La Danse de Sophocle

Page de titre de l’édition originale (Mercure de France, Paris, achevé d’imprimer du 20 juin 1912). La veille de la mise en librairie, la revue  Les Annales signale la parution en publiant un des poèmes du recueil.

Ce qui est frappant dans les premiers recueils de poèmes de Cocteau, c’est l’extraordinaire fluidité des rythmes. Le tout jeune poète respecte le vieil instrument du vers : élection de l’alexandrin classique, césuré, pas de vers impairs ni faux, peu d’enjambements audacieux, pratique des diérèses et des inversions. Cependant, il arrive à régler le moulin du vers sur le ton de la conversation mondaine.
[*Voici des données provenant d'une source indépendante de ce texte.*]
use std::collections::HashMap;

use crate::{
    animation::{descriptor::AnimationDescriptor, keyframes::KeyframeGenerator},
    compose::timeline::{Animation, AnimationGroup, FillMode, Timing},
    foundation::error::{MotionError, MotionResult},
    foundation::settings::{KeyframeSettings, PlaybackOptions},
    state::snapshot::LayerSnapshot,
    state::target::{TargetId, TargetRef},
};

// Group members are compared on `delay + duration` with this slack (seconds).
const SPAN_TOLERANCE: f64 = 1e-9;

/// One entry of a chain: a lone animation, or animations that start together.
#[derive(Clone, Debug, PartialEq)]
pub enum ChainStep {
    /// A single animation.
    Single(AnimationDescriptor),
    /// Animations on one or more targets sharing one begin time and one `delay + duration`.
    Simultaneous(Vec<AnimationDescriptor>),
}

impl ChainStep {
    /// Descriptors of this step.
    pub fn descriptors(&self) -> &[AnimationDescriptor] {
        match self {
            Self::Single(d) => std::slice::from_ref(d),
            Self::Simultaneous(v) => v,
        }
    }
}

impl From<AnimationDescriptor> for ChainStep {
    fn from(d: AnimationDescriptor) -> Self {
        Self::Single(d)
    }
}

impl From<Vec<AnimationDescriptor>> for ChainStep {
    fn from(v: Vec<AnimationDescriptor>) -> Self {
        Self::Simultaneous(v)
    }
}

/// Build a [`ChainStep::Simultaneous`].
pub fn simultaneous(descs: impl IntoIterator<Item = AnimationDescriptor>) -> ChainStep {
    ChainStep::Simultaneous(descs.into_iter().collect())
}

/// Values keyed by target, in first-touch order.
#[derive(Debug)]
struct ByTarget<T> {
    entries: Vec<(TargetRef, T)>,
    index: HashMap<TargetId, usize>,
}

impl<T> Default for ByTarget<T> {
    fn default() -> Self {
        Self {
            entries: Vec::new(),
            index: HashMap::new(),
        }
    }
}

impl<T> ByTarget<T> {
    fn get_or_try_insert_with(
        &mut self,
        target: &TargetRef,
        init: impl FnOnce() -> MotionResult<T>,
    ) -> MotionResult<&mut T> {
        let idx = match self.index.get(&target.id()) {
            Some(&idx) => idx,
            None => {
                let value = init()?;
                self.entries.push((target.clone(), value));
                self.index.insert(target.id(), self.entries.len() - 1);
                self.entries.len() - 1
            }
        };
        Ok(&mut self.entries[idx].1)
    }

    fn get(&self, id: TargetId) -> Option<&T> {
        self.index.get(&id).map(|&idx| &self.entries[idx].1)
    }
}

/// The one live snapshot per target for the duration of a call.
#[derive(Debug, Default)]
pub struct SnapshotMap {
    inner: ByTarget<LayerSnapshot>,
}

impl SnapshotMap {
    /// Empty map.
    pub fn new() -> Self {
        Self::default()
    }

    /// Snapshot for `target`, reading the object on first access.
    pub fn get_or_read(&mut self, target: &TargetRef) -> MotionResult<&mut LayerSnapshot> {
        self.inner
            .get_or_try_insert_with(target, || target.read_snapshot())
    }

    /// Snapshot for `id`, if the target was touched.
    pub fn get(&self, id: TargetId) -> Option<&LayerSnapshot> {
        self.inner.get(id)
    }

    /// Number of targets touched.
    pub fn len(&self) -> usize {
        self.inner.entries.len()
    }

    /// Return `true` when no target was touched.
    pub fn is_empty(&self) -> bool {
        self.inner.entries.is_empty()
    }
}

/// Top-level animation for one target plus the state it ends in.
#[derive(Clone, Debug)]
pub struct TargetTimeline {
    /// Animated object.
    pub target: TargetRef,
    /// Top-level animation handed to the backend.
    pub animation: Animation,
    /// State to apply once playback completes.
    pub snapshot: LayerSnapshot,
}

/// Everything one `chain`/`animate` call produced.
#[derive(Clone, Debug)]
pub struct ComposedBatch {
    /// Per-target timelines in first-touch order.
    pub timelines: Vec<TargetTimeline>,
    /// Length of one forward pass, in seconds.
    pub total_duration: f64,
}

/// Assembles descriptors into per-target timelines.
#[derive(Clone, Debug)]
pub struct Composer {
    generator: KeyframeGenerator,
}

impl Composer {
    /// Create a composer sampling keyframes with `settings`.
    pub fn new(settings: &KeyframeSettings) -> MotionResult<Self> {
        Ok(Self {
            generator: KeyframeGenerator::new(settings)?,
        })
    }

    /// Lay `steps` out back-to-back.
    ///
    /// Each target's segments are wrapped in one group starting at `start_time` and lasting
    /// the whole chain; `options` apply to that group.
    pub fn chain(
        &self,
        steps: &[ChainStep],
        start_time: f64,
        options: PlaybackOptions,
    ) -> MotionResult<ComposedBatch> {
        options.validate()?;

        let mut snapshots = SnapshotMap::new();
        let mut segments: ByTarget<Vec<Animation>> = ByTarget::default();
        let mut total = 0.0;

        for step in steps {
            match step.descriptors() {
                [] => return Err(MotionError::validation("simultaneous step is empty")),
                [desc] => {
                    let snapshot = snapshots.get_or_read(desc.target())?;
                    let mut anim = self.generator.animation(desc, snapshot, true)?;
                    anim.timing_mut().begin_time += total;
                    total = anim.timing().end_time();
                    segments
                        .get_or_try_insert_with(desc.target(), || Ok(Vec::new()))?
                        .push(anim);
                }
                group => {
                    let span = check_group_spans(group)?;
                    let mut groups: ByTarget<AnimationGroup> = ByTarget::default();
                    for desc in group {
                        let snapshot = snapshots.get_or_read(desc.target())?;
                        let anim = self.generator.animation(desc, snapshot, false)?;
                        groups
                            .get_or_try_insert_with(desc.target(), || {
                                Ok(AnimationGroup {
                                    animations: Vec::new(),
                                    timing: Timing::held(total + desc.delay(), desc.duration()),
                                })
                            })?
                            .animations
                            .push(anim);
                    }
                    for (target, g) in groups.entries {
                        segments
                            .get_or_try_insert_with(&target, || Ok(Vec::new()))?
                            .push(g.into());
                    }
                    total += span;
                }
            }
        }

        let timelines = segments
            .entries
            .into_iter()
            .map(|(target, animations)| {
                let snapshot = final_snapshot(&snapshots, &target)?;
                let timing = Timing {
                    begin_time: start_time,
                    duration: total,
                    repeat_count: options.repeat_count,
                    autoreverses: options.reverses,
                    fill_mode: FillMode::Forwards,
                    removed_on_completion: false,
                };
                Ok(TargetTimeline {
                    target,
                    animation: AnimationGroup { animations, timing }.into(),
                    snapshot,
                })
            })
            .collect::<MotionResult<Vec<_>>>()?;

        tracing::debug!(
            steps = steps.len(),
            targets = timelines.len(),
            total_duration = total,
            "composed chain"
        );
        Ok(ComposedBatch {
            timelines,
            total_duration: total,
        })
    }

    /// A single animation starting `delay` seconds after `start_time`.
    pub fn animate(
        &self,
        desc: &AnimationDescriptor,
        start_time: f64,
        options: PlaybackOptions,
    ) -> MotionResult<ComposedBatch> {
        options.validate()?;

        let mut snapshot = desc.target().read_snapshot()?;
        let mut animation = self.generator.animation(desc, &mut snapshot, true)?;
        let timing = animation.timing_mut();
        timing.begin_time += start_time;
        timing.autoreverses = options.reverses;
        timing.repeat_count = options.repeat_count;

        tracing::debug!(
            property = ?desc.property(),
            duration = desc.duration(),
            "composed animation"
        );
        Ok(ComposedBatch {
            timelines: vec![TargetTimeline {
                target: desc.target().clone(),
                animation,
                snapshot,
            }],
            total_duration: desc.span(),
        })
    }
}

fn check_group_spans(group: &[AnimationDescriptor]) -> MotionResult<f64> {
    let Some(first) = group.first() else {
        return Err(MotionError::validation("simultaneous step is empty"));
    };
    let expected = first.span();
    if let Some(bad) = group
        .iter()
        .find(|d| (d.span() - expected).abs() > SPAN_TOLERANCE)
    {
        return Err(MotionError::GroupDurationMismatch {
            expected,
            found: bad.span(),
        });
    }
    Ok(expected)
}

fn final_snapshot(snapshots: &SnapshotMap, target: &TargetRef) -> MotionResult<LayerSnapshot> {
    snapshots
        .get(target.id())
        .cloned()
        .ok_or_else(|| MotionError::target(format!("no snapshot for target {:?}", target.id())))
}

#[cfg(test)]
#[path = "../../tests/unit/compose/composer.rs"]
mod tests;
Dans son compte rendu de La Danse de Sophocle dans la N.R.F. de septembre 1912, Henri Ghéon remarque à ce sujet que si Cocteau a choisi « le métier parnassien et néo-classique du vers », il fait aussi preuve d’une qualité « qu’aucun de nos poètes modernistes, sinon André Salmon, ne possède au même degré, c’est une sorte de hardiesse dans l’emploi des mots, qui fait que tous, et les plus actuels, les moins vieillis par l’usage des siècles, prennent dans le vers un éclat, une patine, un relief qui les tirent de la conversation commune. »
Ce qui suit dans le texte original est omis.